Instructions to follow:
Check every line of the data below for "event". Copy each one that has it.

Excerpts from a dataset:
########

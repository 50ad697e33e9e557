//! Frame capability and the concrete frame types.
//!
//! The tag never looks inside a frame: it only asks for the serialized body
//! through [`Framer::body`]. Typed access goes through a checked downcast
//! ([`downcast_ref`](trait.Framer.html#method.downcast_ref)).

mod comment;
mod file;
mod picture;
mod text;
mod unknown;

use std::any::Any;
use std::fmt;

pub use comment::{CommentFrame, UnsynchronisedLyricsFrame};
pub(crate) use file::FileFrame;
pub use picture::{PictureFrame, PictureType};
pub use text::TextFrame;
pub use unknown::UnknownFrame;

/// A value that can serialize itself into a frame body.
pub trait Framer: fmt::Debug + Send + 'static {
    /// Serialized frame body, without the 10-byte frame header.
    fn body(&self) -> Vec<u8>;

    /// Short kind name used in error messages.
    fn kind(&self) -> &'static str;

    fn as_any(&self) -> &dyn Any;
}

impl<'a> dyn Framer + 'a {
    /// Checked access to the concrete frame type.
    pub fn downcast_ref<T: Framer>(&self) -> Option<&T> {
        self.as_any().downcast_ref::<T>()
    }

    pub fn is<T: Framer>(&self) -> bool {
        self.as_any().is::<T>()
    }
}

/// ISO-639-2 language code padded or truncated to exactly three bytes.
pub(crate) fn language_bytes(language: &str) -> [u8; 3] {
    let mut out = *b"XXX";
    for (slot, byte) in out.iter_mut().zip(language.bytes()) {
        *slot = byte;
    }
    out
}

########

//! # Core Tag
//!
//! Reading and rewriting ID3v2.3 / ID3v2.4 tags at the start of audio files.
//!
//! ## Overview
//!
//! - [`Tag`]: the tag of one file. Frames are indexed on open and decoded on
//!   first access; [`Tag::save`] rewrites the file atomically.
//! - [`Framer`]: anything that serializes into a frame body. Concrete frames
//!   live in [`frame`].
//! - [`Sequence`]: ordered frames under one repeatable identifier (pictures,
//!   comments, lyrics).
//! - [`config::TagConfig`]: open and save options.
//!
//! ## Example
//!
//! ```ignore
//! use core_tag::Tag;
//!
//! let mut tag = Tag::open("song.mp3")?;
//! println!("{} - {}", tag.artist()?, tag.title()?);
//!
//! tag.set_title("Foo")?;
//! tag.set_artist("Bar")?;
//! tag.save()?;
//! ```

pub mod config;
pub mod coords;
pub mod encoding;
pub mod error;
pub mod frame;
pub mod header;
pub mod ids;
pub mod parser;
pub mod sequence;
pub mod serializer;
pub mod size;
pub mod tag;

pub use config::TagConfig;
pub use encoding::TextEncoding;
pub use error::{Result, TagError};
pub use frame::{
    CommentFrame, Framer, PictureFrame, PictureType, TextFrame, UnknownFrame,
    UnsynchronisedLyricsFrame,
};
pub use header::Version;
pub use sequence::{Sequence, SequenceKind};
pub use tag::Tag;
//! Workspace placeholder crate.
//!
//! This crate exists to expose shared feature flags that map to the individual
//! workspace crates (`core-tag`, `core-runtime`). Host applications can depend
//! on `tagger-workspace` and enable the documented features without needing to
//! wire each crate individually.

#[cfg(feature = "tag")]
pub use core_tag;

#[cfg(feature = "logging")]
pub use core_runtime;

########

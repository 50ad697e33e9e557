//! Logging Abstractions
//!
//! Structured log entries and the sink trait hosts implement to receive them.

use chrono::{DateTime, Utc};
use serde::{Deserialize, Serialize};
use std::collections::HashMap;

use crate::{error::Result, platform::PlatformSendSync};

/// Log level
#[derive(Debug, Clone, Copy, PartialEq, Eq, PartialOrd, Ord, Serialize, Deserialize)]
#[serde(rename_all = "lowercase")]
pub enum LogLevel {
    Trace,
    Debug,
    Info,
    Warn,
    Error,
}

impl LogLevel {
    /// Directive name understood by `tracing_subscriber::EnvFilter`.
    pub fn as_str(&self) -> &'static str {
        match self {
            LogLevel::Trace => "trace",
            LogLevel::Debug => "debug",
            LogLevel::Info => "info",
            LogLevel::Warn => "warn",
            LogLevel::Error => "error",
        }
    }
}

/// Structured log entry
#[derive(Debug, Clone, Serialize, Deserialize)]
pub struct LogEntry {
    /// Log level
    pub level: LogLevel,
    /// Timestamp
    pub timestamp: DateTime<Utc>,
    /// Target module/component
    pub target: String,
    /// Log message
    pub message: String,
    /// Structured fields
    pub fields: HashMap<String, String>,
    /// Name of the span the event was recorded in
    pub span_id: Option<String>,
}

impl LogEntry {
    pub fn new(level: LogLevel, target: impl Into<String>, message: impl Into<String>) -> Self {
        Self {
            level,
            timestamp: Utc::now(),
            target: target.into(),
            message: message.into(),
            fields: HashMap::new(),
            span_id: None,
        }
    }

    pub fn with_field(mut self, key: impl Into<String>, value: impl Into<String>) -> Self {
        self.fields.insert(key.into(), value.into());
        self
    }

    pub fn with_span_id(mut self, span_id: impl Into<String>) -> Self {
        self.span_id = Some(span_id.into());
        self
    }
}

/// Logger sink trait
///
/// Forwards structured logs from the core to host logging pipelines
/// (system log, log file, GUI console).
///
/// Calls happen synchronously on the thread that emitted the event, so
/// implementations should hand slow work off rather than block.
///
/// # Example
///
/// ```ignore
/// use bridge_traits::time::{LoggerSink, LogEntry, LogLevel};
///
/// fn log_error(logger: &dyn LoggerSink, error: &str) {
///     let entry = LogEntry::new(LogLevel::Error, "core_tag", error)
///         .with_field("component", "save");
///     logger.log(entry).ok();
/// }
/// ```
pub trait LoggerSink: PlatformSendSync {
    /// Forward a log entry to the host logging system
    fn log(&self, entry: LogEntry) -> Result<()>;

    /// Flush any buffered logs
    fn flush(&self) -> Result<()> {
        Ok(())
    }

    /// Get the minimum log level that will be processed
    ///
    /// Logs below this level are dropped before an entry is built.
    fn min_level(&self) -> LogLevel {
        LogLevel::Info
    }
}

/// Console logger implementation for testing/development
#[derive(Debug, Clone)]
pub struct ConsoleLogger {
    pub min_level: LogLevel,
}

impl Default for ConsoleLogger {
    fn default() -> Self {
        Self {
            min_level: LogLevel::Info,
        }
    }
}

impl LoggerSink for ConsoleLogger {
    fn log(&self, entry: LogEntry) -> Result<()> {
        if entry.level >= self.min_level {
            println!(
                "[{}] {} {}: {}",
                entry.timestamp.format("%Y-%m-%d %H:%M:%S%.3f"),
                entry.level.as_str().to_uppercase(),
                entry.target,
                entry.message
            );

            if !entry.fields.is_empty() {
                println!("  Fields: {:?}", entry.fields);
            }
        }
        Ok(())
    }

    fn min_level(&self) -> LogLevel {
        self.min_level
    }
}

########

Your solution:
    /// Name of the span the event was recorded in
/// Calls happen synchronously on the thread that emitted the event, so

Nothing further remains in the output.